--- Given records ---
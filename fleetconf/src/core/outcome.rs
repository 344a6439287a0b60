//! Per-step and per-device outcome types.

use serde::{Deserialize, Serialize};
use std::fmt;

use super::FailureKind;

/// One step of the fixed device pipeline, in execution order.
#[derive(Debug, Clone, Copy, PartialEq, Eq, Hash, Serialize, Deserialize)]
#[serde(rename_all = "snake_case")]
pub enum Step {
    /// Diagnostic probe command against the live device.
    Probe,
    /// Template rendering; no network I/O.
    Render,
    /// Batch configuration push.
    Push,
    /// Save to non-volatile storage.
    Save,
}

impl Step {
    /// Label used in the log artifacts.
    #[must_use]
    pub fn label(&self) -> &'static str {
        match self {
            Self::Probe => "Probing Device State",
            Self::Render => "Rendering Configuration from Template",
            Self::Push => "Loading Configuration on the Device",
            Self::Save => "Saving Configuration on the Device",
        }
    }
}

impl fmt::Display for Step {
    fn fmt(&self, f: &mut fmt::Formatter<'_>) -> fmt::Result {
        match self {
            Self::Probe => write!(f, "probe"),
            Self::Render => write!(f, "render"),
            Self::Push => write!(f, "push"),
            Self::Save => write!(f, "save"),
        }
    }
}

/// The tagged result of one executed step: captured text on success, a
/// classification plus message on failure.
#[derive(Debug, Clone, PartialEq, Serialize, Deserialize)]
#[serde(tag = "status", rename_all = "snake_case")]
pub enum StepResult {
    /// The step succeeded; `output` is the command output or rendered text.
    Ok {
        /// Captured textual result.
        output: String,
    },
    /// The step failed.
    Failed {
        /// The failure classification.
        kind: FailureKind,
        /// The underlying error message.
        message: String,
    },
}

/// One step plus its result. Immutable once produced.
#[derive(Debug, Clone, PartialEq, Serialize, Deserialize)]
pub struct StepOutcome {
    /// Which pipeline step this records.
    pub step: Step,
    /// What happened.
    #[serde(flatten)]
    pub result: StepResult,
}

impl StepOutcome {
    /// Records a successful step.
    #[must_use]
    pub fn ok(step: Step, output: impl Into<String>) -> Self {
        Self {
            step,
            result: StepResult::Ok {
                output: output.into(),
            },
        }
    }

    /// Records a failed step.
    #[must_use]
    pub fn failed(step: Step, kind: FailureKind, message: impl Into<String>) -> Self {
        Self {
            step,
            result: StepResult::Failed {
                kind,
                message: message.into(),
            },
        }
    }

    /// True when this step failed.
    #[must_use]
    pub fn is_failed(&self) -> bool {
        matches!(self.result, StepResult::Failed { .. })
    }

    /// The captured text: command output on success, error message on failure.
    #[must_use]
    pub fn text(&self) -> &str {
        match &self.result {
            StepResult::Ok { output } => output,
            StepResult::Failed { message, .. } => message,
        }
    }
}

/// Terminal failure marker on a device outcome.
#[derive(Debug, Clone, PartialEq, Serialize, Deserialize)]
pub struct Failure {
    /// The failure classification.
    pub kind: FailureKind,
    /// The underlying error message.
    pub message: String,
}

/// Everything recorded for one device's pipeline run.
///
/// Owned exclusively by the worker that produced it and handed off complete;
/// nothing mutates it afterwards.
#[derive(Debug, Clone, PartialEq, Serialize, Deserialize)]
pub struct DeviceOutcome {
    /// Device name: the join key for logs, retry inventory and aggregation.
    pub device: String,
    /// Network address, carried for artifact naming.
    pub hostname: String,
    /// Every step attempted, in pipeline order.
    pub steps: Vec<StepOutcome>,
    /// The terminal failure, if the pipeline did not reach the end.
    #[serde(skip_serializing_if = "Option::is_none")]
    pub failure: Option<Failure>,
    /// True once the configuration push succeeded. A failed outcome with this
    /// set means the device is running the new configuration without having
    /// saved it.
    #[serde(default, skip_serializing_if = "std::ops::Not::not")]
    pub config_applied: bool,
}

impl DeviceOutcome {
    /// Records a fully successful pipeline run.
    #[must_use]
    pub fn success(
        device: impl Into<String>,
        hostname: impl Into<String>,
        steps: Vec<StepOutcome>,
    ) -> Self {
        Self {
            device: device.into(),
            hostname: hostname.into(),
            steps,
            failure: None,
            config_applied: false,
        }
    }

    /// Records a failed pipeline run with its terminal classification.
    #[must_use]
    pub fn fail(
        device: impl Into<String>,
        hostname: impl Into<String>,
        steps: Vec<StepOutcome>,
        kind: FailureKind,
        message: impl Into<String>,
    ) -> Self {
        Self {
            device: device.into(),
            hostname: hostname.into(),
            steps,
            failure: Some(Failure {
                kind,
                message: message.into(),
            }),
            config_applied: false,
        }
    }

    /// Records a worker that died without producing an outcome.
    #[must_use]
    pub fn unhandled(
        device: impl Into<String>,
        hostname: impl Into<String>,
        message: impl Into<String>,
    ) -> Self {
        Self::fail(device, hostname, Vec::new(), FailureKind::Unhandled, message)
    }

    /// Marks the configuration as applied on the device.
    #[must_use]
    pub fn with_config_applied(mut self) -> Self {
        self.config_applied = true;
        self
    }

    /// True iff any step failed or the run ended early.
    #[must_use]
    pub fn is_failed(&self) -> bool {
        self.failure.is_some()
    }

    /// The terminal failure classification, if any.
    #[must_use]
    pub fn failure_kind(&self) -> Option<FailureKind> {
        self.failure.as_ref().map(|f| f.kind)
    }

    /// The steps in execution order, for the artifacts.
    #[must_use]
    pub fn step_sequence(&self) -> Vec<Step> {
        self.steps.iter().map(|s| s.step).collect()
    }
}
---
Work request
All of the entries should be repeated word for word.

Written response
filename fleetconf/src/core/outcome.rs
repository 344a6439287a0b60
//! Per-step and per-device outcome types.

use serde::{Deserialize, Serialize};
use std::fmt;

use super::FailureKind;

/// One step of the fixed device pipeline, in execution order.
#[derive(Debug, Clone, Copy, PartialEq, Eq, Hash, Serialize, Deserialize)]
#[serde(rename_all = "snake_case")]
pub enum Step {
    /// Diagnostic probe command against the live device.
    Probe,
    /// Template rendering; no network I/O.
    Render,
    /// Batch configuration push.
    Push,
    /// Save to non-volatile storage.
    Save,
}

impl Step {
    /// Label used in the log artifacts.
    #[must_use]
    pub fn label(&self) -> &'static str {
        match self {
            Self::Probe => "Probing Device State",
            Self::Render => "Rendering Configuration from Template",
            Self::Push => "Loading Configuration on the Device",
            Self::Save => "Saving Configuration on the Device",
        }
    }
}

impl fmt::Display for Step {
    fn fmt(&self, f: &mut fmt::Formatter<'_>) -> fmt::Result {
        match self {
            Self::Probe => write!(f, "probe"),
            Self::Render => write!(f, "render"),
            Self::Push => write!(f, "push"),
            Self::Save => write!(f, "save"),
        }
    }
}

/// The tagged result of one executed step: captured text on success, a
/// classification plus message on failure.
#[derive(Debug, Clone, PartialEq, Serialize, Deserialize)]
#[serde(tag = "status", rename_all = "snake_case")]
pub enum StepResult {
    /// The step succeeded; `output` is the command output or rendered text.
    Ok {
        /// Captured textual result.
        output: String,
    },
    /// The step failed.
    Failed {
        /// The failure classification.
        kind: FailureKind,
        /// The underlying error message.
        message: String,
    },
}

/// One step plus its result. Immutable once produced.
#[derive(Debug, Clone, PartialEq, Serialize, Deserialize)]
pub struct StepOutcome {
    /// Which pipeline step this records.
    pub step: Step,
    /// What happened.
    #[serde(flatten)]
    pub result: StepResult,
}

impl StepOutcome {
    /// Records a successful step.
    #[must_use]
    pub fn ok(step: Step, output: impl Into<String>) -> Self {
        Self {
            step,
            result: StepResult::Ok {
                output: output.into(),
            },
        }
    }

    /// Records a failed step.
    #[must_use]
    pub fn failed(step: Step, kind: FailureKind, message: impl Into<String>) -> Self {
        Self {
            step,
            result: StepResult::Failed {
                kind,
                message: message.into(),
            },
        }
    }

    /// True when this step failed.
    #[must_use]
    pub fn is_failed(&self) -> bool {
        matches!(self.result, StepResult::Failed { .. })
    }

    /// The captured text: command output on success, error message on failure.
    #[must_use]
    pub fn text(&self) -> &str {
        match &self.result {
            StepResult::Ok { output } => output,
            StepResult::Failed { message, .. } => message,
        }
    }
}

/// Terminal failure marker on a device outcome.
#[derive(Debug, Clone, PartialEq, Serialize, Deserialize)]
pub struct Failure {
    /// The failure classification.
    pub kind: FailureKind,
    /// The underlying error message.
    pub message: String,
}

/// Everything recorded for one device's pipeline run.
///
/// Owned exclusively by the worker that produced it and handed off complete;
/// nothing mutates it afterwards.
#[derive(Debug, Clone, PartialEq, Serialize, Deserialize)]
pub struct DeviceOutcome {
    /// Device name: the join key for logs, retry inventory and aggregation.
    pub device: String,
    /// Network address, carried for artifact naming.
    pub hostname: String,
    /// Every step attempted, in pipeline order.
    pub steps: Vec<StepOutcome>,
    /// The terminal failure, if the pipeline did not reach the end.
    #[serde(skip_serializing_if = "Option::is_none")]
    pub failure: Option<Failure>,
    /// True once the configuration push succeeded. A failed outcome with this
    /// set means the device is running the new configuration without having
    /// saved it.
    #[serde(default, skip_serializing_if = "std::ops::Not::not")]
    pub config_applied: bool,
}

impl DeviceOutcome {
    /// Records a fully successful pipeline run.
    #[must_use]
    pub fn success(
        device: impl Into<String>,
        hostname: impl Into<String>,
        steps: Vec<StepOutcome>,
    ) -> Self {
        Self {
            device: device.into(),
            hostname: hostname.into(),
            steps,
            failure: None,
            config_applied: false,
        }
    }

    /// Records a failed pipeline run with its terminal classification.
    #[must_use]
    pub fn fail(
        device: impl Into<String>,
        hostname: impl Into<String>,
        steps: Vec<StepOutcome>,
        kind: FailureKind,
        message: impl Into<String>,
    ) -> Self {
        Self {
            device: device.into(),
            hostname: hostname.into(),
            steps,
            failure: Some(Failure {
                kind,
                message: message.into(),
            }),
            config_applied: false,
        }
    }

    /// Records a worker that died without producing an outcome.
    #[must_use]
    pub fn unhandled(
        device: impl Into<String>,
        hostname: impl Into<String>,
        message: impl Into<String>,
    ) -> Self {
        Self::fail(device, hostname, Vec::new(), FailureKind::Unhandled, message)
    }

    /// Marks the configuration as applied on the device.
    #[must_use]
    pub fn with_config_applied(mut self) -> Self {
        self.config_applied = true;
        self
    }

    /// True iff any step failed or the run ended early.
    #[must_use]
    pub fn is_failed(&self) -> bool {
        self.failure.is_some()
    }

    /// The terminal failure classification, if any.
    #[must_use]
    pub fn failure_kind(&self) -> Option<FailureKind> {
        self.failure.as_ref().map(|f| f.kind)
    }

    /// The steps in execution order, for the artifacts.
    #[must_use]
    pub fn step_sequence(&self) -> Vec<Step> {
        self.steps.iter().map(|s| s.step).collect()
    }
}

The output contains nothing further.